───── PROVIDED RECORDS

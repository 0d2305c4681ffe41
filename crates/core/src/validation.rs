//! Client-side form validation.
//!
//! Forms hold raw text as typed by the user. `validate()` either produces the
//! patch to send or a [`ValidationErrors`] listing every offending field, so
//! the caller can show each message next to its field before any request is
//! made.

use core::fmt;
use core::str::FromStr;

use rust_decimal::Decimal;
use thiserror::Error;

use crate::entity::{Account, AccountPatch, Address, AddressPatch, Food, FoodPatch, Shop, ShopPatch};
use crate::types::{AccountStatus, Money, ShopStatus};

/// Minimum length of a shop phone number.
pub const MIN_PHONE_LENGTH: usize = 10;

/// One invalid field.
#[derive(Debug, Clone, PartialEq, Eq)]
pub struct FieldError {
    /// Field name as used by the form (`price`, `address.city`, ...).
    pub field: &'static str,
    /// Message to show next to the field.
    pub message: String,
}

/// All invalid fields of a form submission.
#[derive(Debug, Clone, Default, PartialEq, Eq, Error)]
pub struct ValidationErrors {
    errors: Vec<FieldError>,
}

impl fmt::Display for ValidationErrors {
    fn fmt(&self, f: &mut fmt::Formatter<'_>) -> fmt::Result {
        let joined = self
            .errors
            .iter()
            .map(|e| format!("{}: {}", e.field, e.message))
            .collect::<Vec<_>>()
            .join("; ");
        write!(f, "invalid input: {joined}")
    }
}

impl ValidationErrors {
    fn push(&mut self, field: &'static str, message: impl Into<String>) {
        self.errors.push(FieldError {
            field,
            message: message.into(),
        });
    }

    fn into_result<T>(self, value: T) -> Result<T, Self> {
        if self.errors.is_empty() {
            Ok(value)
        } else {
            Err(self)
        }
    }

    /// Message for `field`, if it failed.
    #[must_use]
    pub fn for_field(&self, field: &str) -> Option<&str> {
        self.errors
            .iter()
            .find(|e| e.field == field)
            .map(|e| e.message.as_str())
    }

    /// Every failed field, in form order.
    #[must_use]
    pub fn fields(&self) -> &[FieldError] {
        &self.errors
    }

    #[must_use]
    pub fn is_empty(&self) -> bool {
        self.errors.is_empty()
    }
}

fn required(errors: &mut ValidationErrors, field: &'static str, value: &str) -> String {
    let trimmed = value.trim();
    if trimmed.is_empty() {
        errors.push(field, "is required");
    }
    trimmed.to_owned()
}

/// A blank field clears the stored image, so it is sent as an empty string.
fn optional_url(errors: &mut ValidationErrors, field: &'static str, value: &str) -> Option<String> {
    let trimmed = value.trim();
    if trimmed.is_empty() {
        return Some(String::new());
    }
    match url::Url::parse(trimmed) {
        Ok(parsed) if matches!(parsed.scheme(), "http" | "https") => Some(trimmed.to_owned()),
        _ => {
            errors.push(field, "must be a valid http(s) URL");
            None
        }
    }
}

fn number(errors: &mut ValidationErrors, field: &'static str, value: &str) -> Option<Decimal> {
    let trimmed = value.trim();
    if trimmed.is_empty() {
        errors.push(field, "is required");
        return None;
    }
    if let Ok(n) = Decimal::from_str(trimmed) {
        Some(n)
    } else {
        errors.push(field, "must be a number");
        None
    }
}

/// Add/edit form of a menu item.
#[derive(Debug, Clone, PartialEq, Eq)]
pub struct FoodForm {
    pub name: String,
    pub description: String,
    pub price: String,
    pub discount: String,
    pub image_url: String,
    pub is_available: bool,
}

impl Default for FoodForm {
    fn default() -> Self {
        Self {
            name: String::new(),
            description: String::new(),
            price: "0".to_owned(),
            discount: "0".to_owned(),
            image_url: String::new(),
            is_available: true,
        }
    }
}

impl FoodForm {
    /// Prefill the form from an existing item.
    #[must_use]
    pub fn from_food(food: &Food) -> Self {
        Self {
            name: food.name.clone(),
            description: food.description.clone(),
            price: food.price.amount().to_string(),
            discount: food.discount.to_string(),
            image_url: food.image_url.clone().unwrap_or_default(),
            is_available: food.is_available,
        }
    }

    /// Check the form and build the update body.
    ///
    /// Rules: name and description required, price strictly positive,
    /// discount within 0-100, image URL well-formed when present.
    ///
    /// # Errors
    ///
    /// Returns every failing field.
    pub fn validate(&self) -> Result<FoodPatch, ValidationErrors> {
        let mut errors = ValidationErrors::default();

        let name = required(&mut errors, "name", &self.name);
        let description = required(&mut errors, "description", &self.description);

        let price = number(&mut errors, "price", &self.price).map(Money::new);
        if price.is_some_and(|p| !p.is_positive()) {
            errors.push("price", "must be greater than 0");
        }

        let discount = number(&mut errors, "discount", &self.discount);
        if discount.is_some_and(|d| d < Decimal::ZERO || d > Decimal::ONE_HUNDRED) {
            errors.push("discount", "must be between 0 and 100");
        }

        let image_url = optional_url(&mut errors, "image_url", &self.image_url);

        errors.into_result(FoodPatch {
            name: Some(name),
            description: Some(description),
            price,
            discount,
            image_url,
            is_available: Some(self.is_available),
        })
    }
}

/// Edit form of a shop, used by both the admin list and the owner profile.
#[derive(Debug, Clone, Default, PartialEq, Eq)]
pub struct ShopForm {
    pub name: String,
    pub description: String,
    pub phone: String,
    pub address: Address,
    pub img: String,
    /// Only the admin form edits the status.
    pub status: Option<ShopStatus>,
}

impl ShopForm {
    /// Prefill the form from a shop; `with_status` enables the status field.
    #[must_use]
    pub fn from_shop(shop: &Shop, with_status: bool) -> Self {
        Self {
            name: shop.name.clone(),
            description: shop.description.clone(),
            phone: shop.phone.clone(),
            address: shop.address.clone(),
            img: shop.img.clone(),
            status: with_status.then_some(shop.status),
        }
    }

    /// Check the form and build the update body.
    ///
    /// Rules: name, description, street, ward, district and city required;
    /// phone at least ten characters; image URL well-formed when present.
    /// The province is optional.
    ///
    /// # Errors
    ///
    /// Returns every failing field.
    pub fn validate(&self) -> Result<ShopPatch, ValidationErrors> {
        let mut errors = ValidationErrors::default();

        let name = required(&mut errors, "name", &self.name);
        let description = required(&mut errors, "description", &self.description);

        let phone = self.phone.trim().to_owned();
        if phone.chars().count() < MIN_PHONE_LENGTH {
            errors.push("phone", format!("must be at least {MIN_PHONE_LENGTH} characters"));
        }

        let address = Address {
            street: required(&mut errors, "address.street", &self.address.street),
            ward: required(&mut errors, "address.ward", &self.address.ward),
            district: required(&mut errors, "address.district", &self.address.district),
            city: required(&mut errors, "address.city", &self.address.city),
            province: self.address.province.trim().to_owned(),
        };

        let img = optional_url(&mut errors, "img", &self.img);

        errors.into_result(ShopPatch {
            name: Some(name),
            description: Some(description),
            address: Some(AddressPatch::full(&address)),
            phone: Some(phone),
            status: self.status,
            img,
        })
    }
}

/// Edit form of an account (admin).
#[derive(Debug, Clone, PartialEq, Eq)]
pub struct AccountForm {
    pub full_name: String,
    pub status: AccountStatus,
}

impl AccountForm {
    /// Prefill the form from an account.
    #[must_use]
    pub fn from_account(account: &Account) -> Self {
        Self {
            full_name: account.full_name().unwrap_or_default().to_owned(),
            status: account.status,
        }
    }

    /// Only the fields that differ from `original`.
    ///
    /// An empty patch means there is nothing to send.
    #[must_use]
    pub fn diff(&self, original: &Account) -> AccountPatch {
        let full_name = self.full_name.trim();
        AccountPatch {
            full_name: (full_name != original.full_name().unwrap_or_default())
                .then(|| full_name.to_owned()),
            status: (self.status != original.status).then_some(self.status),
        }
    }
}

#[cfg(test)]
#[allow(clippy::unwrap_used)]
mod tests {
    use super::*;

    fn valid_food() -> FoodForm {
        FoodForm {
            name: "Com tam".to_owned(),
            description: "Broken rice with pork chop".to_owned(),
            price: "35000".to_owned(),
            discount: "5".to_owned(),
            image_url: "https://img.example.com/comtam.jpg".to_owned(),
            is_available: true,
        }
    }

    #[test]
    fn test_valid_food_form() {
        let patch = valid_food().validate().unwrap();
        assert_eq!(patch.price, Some(Money::from_dong(35_000)));
        assert_eq!(patch.discount, Some(Decimal::from(5)));
        assert_eq!(patch.is_available, Some(true));
    }

    #[test]
    fn test_food_price_must_be_positive() {
        for price in ["0", "-1000"] {
            let form = FoodForm {
                price: price.to_owned(),
                ..valid_food()
            };
            let errors = form.validate().unwrap_err();
            assert_eq!(errors.for_field("price"), Some("must be greater than 0"));
        }

        let form = FoodForm {
            price: "abc".to_owned(),
            ..valid_food()
        };
        assert_eq!(form.validate().unwrap_err().for_field("price"), Some("must be a number"));
    }

    #[test]
    fn test_food_collects_every_error() {
        let form = FoodForm {
            name: " ".to_owned(),
            description: String::new(),
            discount: "150".to_owned(),
            image_url: "not a url".to_owned(),
            ..valid_food()
        };
        let errors = form.validate().unwrap_err();
        let fields: Vec<_> = errors.fields().iter().map(|e| e.field).collect();
        assert_eq!(fields, vec!["name", "description", "discount", "image_url"]);
        assert!(errors.to_string().starts_with("invalid input: name: is required"));
    }

    #[test]
    fn test_blank_image_url_clears_the_image() {
        let form = FoodForm {
            image_url: "  ".to_owned(),
            ..valid_food()
        };
        let patch = form.validate().unwrap();
        assert_eq!(patch.image_url.as_deref(), Some(""));
        assert_eq!(serde_json::to_value(&patch).unwrap()["image_url"], "");

        let patch = valid_shop().validate().unwrap();
        assert_eq!(patch.img.as_deref(), Some(""));
    }

    fn valid_shop() -> ShopForm {
        ShopForm {
            name: "Pho Thin".to_owned(),
            description: "Beef noodle soup".to_owned(),
            phone: "0243821234".to_owned(),
            address: Address {
                street: "13 Lo Duc".to_owned(),
                ward: "Ngo Thi Nham".to_owned(),
                district: "Hai Ba Trung".to_owned(),
                city: "Ha Noi".to_owned(),
                province: String::new(),
            },
            img: String::new(),
            status: None,
        }
    }

    #[test]
    fn test_shop_form_rules() {
        assert!(valid_shop().validate().is_ok());

        let mut form = valid_shop();
        form.phone = "0901".to_owned();
        form.address.city = String::new();
        let errors = form.validate().unwrap_err();
        assert_eq!(errors.for_field("phone"), Some("must be at least 10 characters"));
        assert_eq!(errors.for_field("address.city"), Some("is required"));
        assert_eq!(errors.for_field("address.province"), None);
    }

    #[test]
    fn test_shop_form_status_only_when_enabled() {
        let patch = valid_shop().validate().unwrap();
        assert_eq!(patch.status, None);

        let form = ShopForm {
            status: Some(ShopStatus::Inactive),
            ..valid_shop()
        };
        assert_eq!(form.validate().unwrap().status, Some(ShopStatus::Inactive));
    }

    #[test]
    fn test_account_diff_sends_only_changes() {
        let account: Account = serde_json::from_value(serde_json::json!({
            "_id": "a1",
            "email": "lan@example.com",
            "status": "ACTIVE",
            "user": {"full_name": "Lan"}
        }))
        .unwrap();

        let unchanged = AccountForm::from_account(&account);
        assert!(unchanged.diff(&account).is_empty());

        let renamed = AccountForm {
            full_name: "Nguyen Lan".to_owned(),
            ..unchanged.clone()
        };
        assert_eq!(
            renamed.diff(&account),
            AccountPatch {
                full_name: Some("Nguyen Lan".to_owned()),
                status: None
            }
        );

        let suspended = AccountForm {
            status: AccountStatus::Pending,
            ..unchanged
        };
        assert_eq!(suspended.diff(&account), AccountPatch::status(AccountStatus::Pending));
    }
}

──────────

EXERCISE DIRECTIONS. All that is needed is the exact run of lines above from the line containing "pub struct FieldError" through the line containing "e.field == field)", both of them included.

TASK RESULT.
pub struct FieldError {
    /// Field name as used by the form (`price`, `address.city`, ...).
    pub field: &'static str,
    /// Message to show next to the field.
    pub message: String,
}

/// All invalid fields of a form submission.
#[derive(Debug, Clone, Default, PartialEq, Eq, Error)]
pub struct ValidationErrors {
    errors: Vec<FieldError>,
}

impl fmt::Display for ValidationErrors {
    fn fmt(&self, f: &mut fmt::Formatter<'_>) -> fmt::Result {
        let joined = self
            .errors
            .iter()
            .map(|e| format!("{}: {}", e.field, e.message))
            .collect::<Vec<_>>()
            .join("; ");
        write!(f, "invalid input: {joined}")
    }
}

impl ValidationErrors {
    fn push(&mut self, field: &'static str, message: impl Into<String>) {
        self.errors.push(FieldError {
            field,
            message: message.into(),
        });
    }

    fn into_result<T>(self, value: T) -> Result<T, Self> {
        if self.errors.is_empty() {
            Ok(value)
        } else {
            Err(self)
        }
    }

    /// Message for `field`, if it failed.
    #[must_use]
    pub fn for_field(&self, field: &str) -> Option<&str> {
        self.errors
            .iter()
            .find(|e| e.field == field)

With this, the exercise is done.